Pour de nouvelles activités pédagogiques en attendant la rentrée de septembre
Conformément à ses compétences, l’Assemblée de Corse a décidé de reporter la réouverture des collèges et des lycées au mois de septembre. Les incertitudes existant au sujet du Covid-19, l’absence de traitement et les faibles capacités de nos hôpitaux, nous ont en effet naturellement conduits à faire prévaloir le principe de précaution au regard des risques encourus.
Le protocole de distanciation sociale en milieu scolaire nous interroge quant aux réelles motivations du gouvernement. Il est d’abord inopérant au plan sanitaire. En cas d’élèves atteints du Covid, de nombreuses écoles ont déjà été contraintes de refermer leurs portes, amenuisant encore davantage la confiance des familles. En outre, il met en scène des enfants dans des situations insensées et choquantes, des classes sans livres aux élèves enfermés dans des carrés tracés au sol. Ces « dispositifs pédagogiques » illustrent par l’absurde combien la méthode gouvernementale est éloignée des objectifs de socialisation et des visées éducatives de l’Ecole. Peut-être devrait-on aussi continuer de croire qu’il n’y a « jamais eu de rupture de masques » ?

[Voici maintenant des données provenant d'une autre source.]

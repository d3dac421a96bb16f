//! Numeric conversion helpers centralizing safe numeric casts.

use num_traits::cast::cast;

/// Convert a count or index to f64 while allowing precision loss in a single location.
#[must_use]
pub fn usize_to_f64(value: usize) -> f64 {
    cast::<usize, f64>(value).unwrap_or(f64::MAX)
}

/// Convert a u64 counter to f64 while allowing precision loss in a single location.
#[must_use]
pub fn u64_to_f64(value: u64) -> f64 {
    cast::<u64, f64>(value).unwrap_or(f64::MAX)
}

/// Clamp a probability into `[0, 1]`, returning 0.0 for NaN.
#[must_use]
pub fn clamp_unit(value: f64) -> f64 {
    if value.is_nan() {
        return 0.0;
    }
    value.clamp(0.0, 1.0)
}

/// Ratio of two counters, 0.0 when the denominator is zero.
#[must_use]
pub fn ratio(numerator: u64, denominator: u64) -> f64 {
    if denominator == 0 {
        return 0.0;
    }
    u64_to_f64(numerator) / u64_to_f64(denominator)
}
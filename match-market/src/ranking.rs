//! Selectivity-adjusted ranking of every university for one applicant.
//!
//! Universities earlier in the market's index order are assumed to be more
//! selective. Each one gets a target acceptance fraction; the applicant's
//! chance of clearing it comes from [`combined_score_cdf`]. The resulting
//! order is then truncated and the kept entries re-sorted by raw desirability.

use crate::market::{Applicant, Market};
use crate::numbers::{clamp_unit, usize_to_f64};
use crate::probability::combined_score_cdf;

/// Sort indices by descending score, ties broken by ascending index.
#[must_use]
pub fn rank_by_score(scores: &[f64]) -> Vec<usize> {
    let mut order: Vec<usize> = (0..scores.len()).collect();
    order.sort_by(|&left, &right| {
        scores[right]
            .total_cmp(&scores[left])
            .then_with(|| left.cmp(&right))
    });
    order
}

/// Position-based selectivity, 1.0 for index 0 falling to 0.0 for the last university.
#[must_use]
pub fn rank_fraction(index: usize, universities: usize) -> f64 {
    if universities <= 1 {
        return 1.0;
    }
    1.0 - usize_to_f64(index) / usize_to_f64(universities - 1)
}

/// Expected maximum of the `universities - index` Uniform[0, 1] draws still
/// competing at this rank.
#[must_use]
pub fn expected_max(index: usize, universities: usize) -> f64 {
    let contenders = usize_to_f64(universities.saturating_sub(index).max(1));
    contenders / (contenders + 1.0)
}

/// Target acceptance fraction per university.
///
/// Blends [`rank_fraction`] and [`expected_max`] weighted by the aptitude and
/// synergy scales. With a zero quality weight the blend is replaced by the
/// expected-max term scaled by N / (N - 1).
#[must_use]
pub fn selectivity_targets(market: &Market) -> Vec<f64> {
    let universities = market.university_count();
    let spread = market.aptitude_scale + market.synergy_scale;
    let (rank_weight, max_weight) = if spread > 0.0 {
        (market.aptitude_scale / spread, market.synergy_scale / spread)
    } else {
        (0.5, 0.5)
    };
    let fallback_scale = if universities > 1 {
        usize_to_f64(universities) / usize_to_f64(universities - 1)
    } else {
        1.0
    };

    (0..universities)
        .map(|index| {
            let max_term = expected_max(index, universities);
            let target = if market.quality_weight > 0.0 {
                rank_weight * rank_fraction(index, universities) + max_weight * max_term
            } else {
                max_term * fallback_scale
            };
            clamp_unit(target)
        })
        .collect()
}

/// Selectivity-adjusted score of every university for `applicant`.
#[must_use]
pub fn selectivity_scores(market: &Market, applicant: &Applicant) -> Vec<f64> {
    selectivity_targets(market)
        .into_iter()
        .enumerate()
        .map(|(university, target)| {
            let chance = combined_score_cdf(
                applicant.combined_score(university),
                market.aptitude_scale,
                market.synergy_scale,
            );
            let factor = if target > 0.0 {
                (chance / target).min(1.0)
            } else {
                1.0
            };
            let synergy = applicant.synergy(university);
            factor.sqrt() * (factor * market.qualities[university] + synergy)
        })
        .collect()
}

/// Ordered list of `count` distinct universities for `applicant`.
///
/// The selectivity order picks which universities survive the cut; the
/// survivors are then ordered by quality + synergy.
#[must_use]
pub fn build_ranking(market: &Market, applicant: &Applicant, count: usize) -> Vec<usize> {
    let mut shortlist = rank_by_score(&selectivity_scores(market, applicant));
    shortlist.truncate(count.min(market.university_count()));

    // Equal desirability falls back to university index, not selectivity order.
    shortlist.sort_by(|&left, &right| {
        market
            .desirability(applicant, right)
            .total_cmp(&market.desirability(applicant, left))
            .then_with(|| left.cmp(&right))
    });
    shortlist
}

/// Complete ranking over all N universities.
#[must_use]
pub fn full_ranking(market: &Market, applicant: &Applicant) -> Vec<usize> {
    build_ranking(market, applicant, market.university_count())
}
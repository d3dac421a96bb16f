//! Contiguous target window around the best realistic university.
use crate::market::MarketError;

/// Number of universities in a final target list.
pub const WINDOW_LEN: usize = 10;

/// Entries kept ahead of the best target when the ranking allows it.
pub const WINDOW_LEAD: usize = 6;

/// First index of the window centred on `position` in a ranking of `len`.
///
/// # Errors
///
/// Returns an error if `len < WINDOW_LEN` or `position` is out of range.
pub fn window_start(position: usize, len: usize) -> Result<usize, MarketError> {
    if len < WINDOW_LEN {
        return Err(MarketError::InsufficientUniversities {
            required: WINDOW_LEN,
            available: len,
        });
    }
    if position >= len {
        return Err(MarketError::PositionOutOfRange { position, len });
    }
    Ok(position.saturating_sub(WINDOW_LEAD).min(len - WINDOW_LEN))
}

/// Slice of exactly [`WINDOW_LEN`] entries of `ranking` around `position`.
///
/// # Errors
///
/// Returns an error if the ranking is shorter than [`WINDOW_LEN`] or
/// `position` is out of range.
pub fn select_window(ranking: &[usize], position: usize) -> Result<Vec<usize>, MarketError> {
    let start = window_start(position, ranking.len())?;
    Ok(ranking[start..start + WINDOW_LEN].to_vec())
}

/// Position of `university` within `ranking`.
#[must_use]
pub fn position_of(ranking: &[usize], university: usize) -> Option<usize> {
    ranking.iter().position(|&ranked| ranked == university)
}
/// Resumable Monte-Carlo evaluation for one focal applicant.
pub struct MonteCarloEvaluator<'a> {
    market: &'a Market,
    focal: Entrant,
    config: EvaluationConfig,
    opponent_strategy: Box<dyn Strategy>,
    tally: Tally,
    completed: u64,
}

impl<'a> MonteCarloEvaluator<'a> {
    /// Prepare an evaluation; the focal applicant submits its selectivity ranking.
    ///
    /// # Errors
    ///
    /// Returns an error if the market, applicant, or configuration is invalid.
    pub fn new(
        market: &'a Market,
        focal: &Applicant,
        config: EvaluationConfig,
    ) -> Result<Self, MarketError> {
        market.validate()?;
        market.check_applicant(focal)?;
        config.validate()?;
        let ranked =
            SelectivityStrategy.rank_universities(market, focal, config.application_len);
        let list = ApplicationList::new(&ranked, market.university_count())?;
        Ok(Self {
            market,
            focal: Entrant::new(focal.clone(), list),
            tally: Tally::new(market.university_count()),
            config,
            opponent_strategy: Box::new(LogisticStrategy),
            completed: 0,
        })
    }

    /// Swap the heuristic used to build opponents' lists.
    #[must_use]
    pub fn with_opponent_strategy(mut self, strategy: Box<dyn Strategy>) -> Self {
        self.opponent_strategy = strategy;
        self
    }

    #[must_use]
    pub fn focal_list(&self) -> &ApplicationList {
        &self.focal.list
    }

    #[must_use]
    pub const fn config(&self) -> &EvaluationConfig {
        &self.config
    }

    #[must_use]
    pub fn opponent_strategy(&self) -> &dyn Strategy {
        self.opponent_strategy.as_ref()
    }

    #[must_use]
    pub const fn completed(&self) -> u64 {
        self.completed
    }

    #[must_use]
    pub const fn remaining(&self) -> u64 {
        self.config.trials.saturating_sub(self.completed)
    }

    #[must_use]
    pub const fn tally(&self) -> &Tally {
        &self.tally
    }

    #[must_use]
    pub fn into_tally(self) -> Tally {
        self.tally
    }

    fn trial(&self, index: u64) -> Result<Option<usize>, MarketError> {
        let mut rng = trial_stream(self.config.seed, index);
        let seat = run_trial(
            self.market,
            &self.focal,
            self.config.opponent_count(self.market.university_count()),
            self.config.application_len,
            self.opponent_strategy.as_ref(),
            &mut rng,
        )?;
        log::trace!("trial {index}: seat {seat:?} after {} draws", rng.draws());
        Ok(seat)
    }

    /// Advance by `count` trials. Trial `i` always uses the same random
    /// stream, so batching and parallelism do not change the tally.
    ///
    /// # Errors
    ///
    /// Returns an error if a trial produces an invalid opponent list; trials
    /// merged before the failing batch stay in the tally.
    pub fn run_trials(&mut self, count: u64) -> Result<&Tally, MarketError> {
        let start = self.completed;
        let end = start.saturating_add(count);
        let universities = self.market.university_count();

        let this = &*self;
        let batch = if this.config.parallel {
            (start..end)
                .into_par_iter()
                .map(|index| this.trial(index))
                .try_fold(
                    || Tally::new(universities),
                    |mut tally, outcome| {
                        tally.record(outcome?);
                        Ok::<Tally, MarketError>(tally)
                    },
                )
                .try_reduce(|| Tally::new(universities), |left, right| Ok(left.merged(&right)))?
        } else {
            let mut tally = Tally::new(universities);
            for index in start..end {
                tally.record(this.trial(index)?);
            }
            tally
        };

        self.tally.merge(&batch);
        self.completed = end;
        Ok(&self.tally)
    }

    /// Run every remaining configured trial.
    ///
    /// # Errors
    ///
    /// Returns an error if a trial produces an invalid opponent list.
    pub fn run(&mut self) -> Result<&Tally, MarketError> {
        self.run_with_progress(1, |_, _, _| ControlFlow::Continue(()))
    }

    /// Run the remaining trials in up to `batches` chunks, reporting
    /// `(tally, completed, total)` after each. Returning `Break` stops
    /// between chunks with the tally intact.
    ///
    /// # Errors
    ///
    /// Returns an error if a trial produces an invalid opponent list.
    pub fn run_with_progress<F>(
        &mut self,
        batches: u64,
        mut on_progress: F,
    ) -> Result<&Tally, MarketError>
    where
        F: FnMut(&Tally, u64, u64) -> ControlFlow<()>,
    {
        let total = self.config.trials;
        let chunk = self.remaining().div_ceil(batches.max(1)).max(1);
        while self.remaining() > 0 {
            let step = chunk.min(self.remaining());
            self.run_trials(step)?;
            if on_progress(&self.tally, self.completed, total).is_break() {
                log::debug!("evaluation stopped after {} of {total} trials", self.completed);
                break;
            }
        }
        self.log_summary();
        Ok(&self.tally)
    }

    fn log_summary(&self) {
        if self.tally.trials() > 0 && self.tally.matched() == 0 {
            log::warn!(
                "focal applicant unmatched in all {} trials",
                self.tally.trials()
            );
        }
        log::debug!(
            "evaluated {} trials with {} opponents ({}): match rate {:.3}, best {:?}",
            self.tally.trials(),
            self.config.opponent_count(self.market.university_count()),
            self.opponent_strategy.name(),
            self.tally.match_rate(),
            self.tally.best()
        );
    }
}

#[cfg(test)]
mod tests {
    use super::*;

    fn market() -> Market {
        let qualities = (0..12).map(|i| 20.0 - f64::from(i)).collect();
        Market::new(10.0, 1.0, 10.0, qualities).unwrap()
    }

    fn focal(aptitude: f64) -> Applicant {
        Applicant::new(aptitude, vec![5.0; 12])
    }

    #[test]
    fn config_defaults_fill_missing_fields() {
        let config = EvaluationConfig::from_json(r#"{"trials": 40}"#).unwrap();
        assert_eq!(config.trials, 40);
        assert_eq!(config.application_len, 10);
        assert_eq!(config.seed, 1337);
        assert_eq!(config.opponents, None);
        assert!(!config.parallel);
        assert_eq!(config.opponent_count(12), 11);
        assert_eq!(EvaluationConfig::default().trials, 500);
    }

    #[test]
    fn config_rejects_zero_trials_and_empty_lists() {
        let zero_trials = EvaluationConfig {
            trials: 0,
            ..EvaluationConfig::default()
        };
        assert!(matches!(
            zero_trials.validate(),
            Err(MarketError::InvalidConfig { field: "trials", .. })
        ));
        let empty_list = EvaluationConfig {
            application_len: 0,
            ..EvaluationConfig::default()
        };
        assert!(empty_list.validate().is_err());
    }

    #[test]
    fn tally_best_prefers_lowest_index_on_ties() {
        let mut tally = Tally::new(4);
        assert_eq!(tally.best(), None);
        tally.record(Some(2));
        tally.record(Some(1));
        tally.record(None);
        assert_eq!(tally.best(), Some(1));
        tally.record(Some(2));
        assert_eq!(tally.best(), Some(2));
        assert_eq!(tally.trials(), 4);
        assert_eq!(tally.unmatched(), 1);
        assert!((tally.match_rate() - 0.75).abs() < f64::EPSILON);
        assert!((tally.share(2) - 0.5).abs() < f64::EPSILON);
    }

    #[test]
    fn tally_merge_is_summation() {
        let mut left = Tally::new(3);
        left.record(Some(0));
        left.record(None);
        let mut right = Tally::new(3);
        right.record(Some(0));
        right.record(Some(2));
        let merged = left.clone().merged(&right);
        assert_eq!(merged.win_counts(), &[2, 0, 1]);
        assert_eq!(merged.trials(), 4);
        assert_eq!(merged, right.merged(&left));
    }

    #[test]
    fn trial_draws_scale_with_the_opponent_population() {
        let market = market();
        let entrant = Entrant::new(
            focal(5.0),
            ApplicationList::new(&[0, 1, 2], market.university_count()).unwrap(),
        );
        let draws = |opponents: usize| {
            let mut rng = trial_stream(5, 0);
            run_trial(&market, &entrant, opponents, 10, &LogisticStrategy, &mut rng).unwrap();
            rng.draws()
        };
        assert_eq!(draws(0), 0);
        // One aptitude plus a synergy per university for each opponent.
        assert!(draws(3) >= 3 * 13);
        assert!(draws(6) > draws(3));
    }

    #[test]
    fn inconsistent_deserialized_tally_does_not_underflow() {
        let tally: Tally =
            serde_json::from_str(r#"{"wins":[0,0],"trials":1,"unmatched":3}"#).unwrap();
        assert_eq!(tally.matched(), 0);
        assert!(tally.match_rate().abs() < f64::EPSILON);
    }

    #[test]
    fn dominant_applicant_lands_in_first_choice() {
        let market = market();
        let star = focal(1_000.0);
        let config = EvaluationConfig {
            trials: 25,
            ..EvaluationConfig::default()
        };
        let mut evaluator = MonteCarloEvaluator::new(&market, &star, config).unwrap();
        let first_choice = evaluator.focal_list().as_slice()[0];
        let tally = evaluator.run().unwrap();
        assert_eq!(tally.trials(), 25);
        assert_eq!(tally.wins(first_choice), 25);
        assert_eq!(tally.best(), Some(first_choice));
    }

    #[test]
    fn batching_and_parallelism_do_not_change_results() {
        let market = market();
        let applicant = focal(6.0);
        let config = EvaluationConfig {
            trials: 60,
            seed: 99,
            ..EvaluationConfig::default()
        };

        let mut whole = MonteCarloEvaluator::new(&market, &applicant, config.clone()).unwrap();
        let whole_tally = whole.run().unwrap().clone();

        let mut stepped = MonteCarloEvaluator::new(&market, &applicant, config.clone()).unwrap();
        stepped.run_trials(17).unwrap();
        stepped.run_trials(43).unwrap();
        assert_eq!(stepped.tally(), &whole_tally);

        let parallel_config = EvaluationConfig {
            parallel: true,
            ..config
        };
        let mut parallel = MonteCarloEvaluator::new(&market, &applicant, parallel_config).unwrap();
        assert_eq!(parallel.run().unwrap(), &whole_tally);
    }

    #[test]
    fn progress_break_stops_between_batches() {
        let market = market();
        let applicant = focal(6.0);
        let config = EvaluationConfig {
            trials: 100,
            ..EvaluationConfig::default()
        };
        let mut evaluator = MonteCarloEvaluator::new(&market, &applicant, config).unwrap();
        let mut calls = 0;
        let tally = evaluator
            .run_with_progress(4, |_, completed, total| {
                calls += 1;
                assert_eq!(total, 100);
                if completed >= 50 {
                    ControlFlow::Break(())
                } else {
                    ControlFlow::Continue(())
                }
            })
            .unwrap();
        assert_eq!(tally.trials(), 50);
        assert_eq!(calls, 2);
        assert_eq!(evaluator.remaining(), 50);
    }

    #[test]
    fn misaligned_focal_applicant_is_rejected() {
        let market = market();
        let short = Applicant::new(1.0, vec![0.0; 3]);
        assert!(matches!(
            MonteCarloEvaluator::new(&market, &short, EvaluationConfig::default()),
            Err(MarketError::LengthMismatch { .. })
        ));
    }

    #[test]
    fn opponent_strategy_is_pluggable() {
        let market = market();
        let applicant = focal(6.0);
        let config = EvaluationConfig {
            trials: 10,
            ..EvaluationConfig::default()
        };
        let mut evaluator = MonteCarloEvaluator::new(&market, &applicant, config)
            .unwrap()
            .with_opponent_strategy(Box::new(SelectivityStrategy));
        assert_eq!(evaluator.opponent_strategy().name(), "selectivity");
        assert_eq!(evaluator.run().unwrap().trials(), 10);
    }
}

La décision souveraine de l’Assemblée de Corse n’est en rien un témoignage de désinvolture de la représentation de la Corse à l’égard de l’éducation et de la jeunesse. Nous n’avons eu de cesse de le dire, et nous avons la faiblesse de croire que nous avons démontré par nos actes combien l’émancipation de la jeunesse par la culture et par la connaissance est notre priorité. Réouverture de l’Université, création de l’Assemblea di a Giuventù, demande d’un cadre normatif spécifique pour l’académie de Corse, en passant par l’extension du Pass’cultura jusqu’au soutien à la vie étudiante, en toutes circonstances, la vitalité de la jeunesse guide nos actes.
Pour notre part, nous n’avons pas attendu la crise sanitaire actuelle pour découvrir que le modèle scolaire français était, malheureusement, une puissante machine de reproduction sociale et d’aggravation des inégalités, comme en témoigne la chute constante de la France au classement PISA.
La décision de l’Assemblée de Corse est l’affirmation de la préférence de la santé des jeunes et de leur entourage, sur toute autre considération. Elle signifie aussi qu’il nous revient de proposer, outre l’enseignement à distance qui doit perdurer et s’améliorer, des actions hors les murs à destination des plus jeunes, et notamment de ceux issus des milieux les plus défavorisés. Celles-ci seraient orientées à la fois en direction d’un renforcement de l’accompagnement scolaire mais également de la mise en œuvre d’activités culturelles et sportives innovantes.
La réouverture de nos espaces naturels, maritimes et montagneux, de nos sites patrimoniaux et culturels, peut servir de base pour un accès renouvelé et démocratisé aux savoirs et à la découverte de notre territoire durant la période estivale. Ces nouvelles activités pédagogiques, expérimentées en raison de la crise, mais dont le bien-fondé pourrait conduire à une pérennisation par la suite, auraient pour bénéfice d’offrir au plus grand nombre un accès à la connaissance. En outre, elles permettraient de développer des échanges entre jeunes issus de milieux socioculturels différents, tant la mixité fait défaut dans le système éducatif français, qui en dépit de certaines prises de conscience récentes, était avant la crise, le plus inégalitaire des pays de l’OCDE.
L’organisation de ces activités devra tenir compte du respect des mesures sanitaires, en privilégiant notamment les espaces extérieurs, et en tenant compte de l’évolution de l’épidémie. La sécurité pourrait être assurée par une politique de tests gratuits à destination de l’ensemble des participants. En pratique, ce dispositif permettrait de nouer ou de renforcer des partenariats entre le milieu scolaire et des encadrants, dont certains sont gravement menacés par la conjoncture économique (professionnels des activités de pleine nature, guides-conférenciers), mais aussi avec des ligues et associations sportives ou des institutions telles que le Parcu di Corsica (PNRC).
Démontrons ainsi que le droit à l’éducation, brandi opportunément en étendard par certains ces derniers jours, constitue un bien commun qui nous appelle à inventer les adaptations nécessaires, y compris lorsque des circonstances impérieuses nous contraignent à maintenir fermés nos bâtiments scolaires.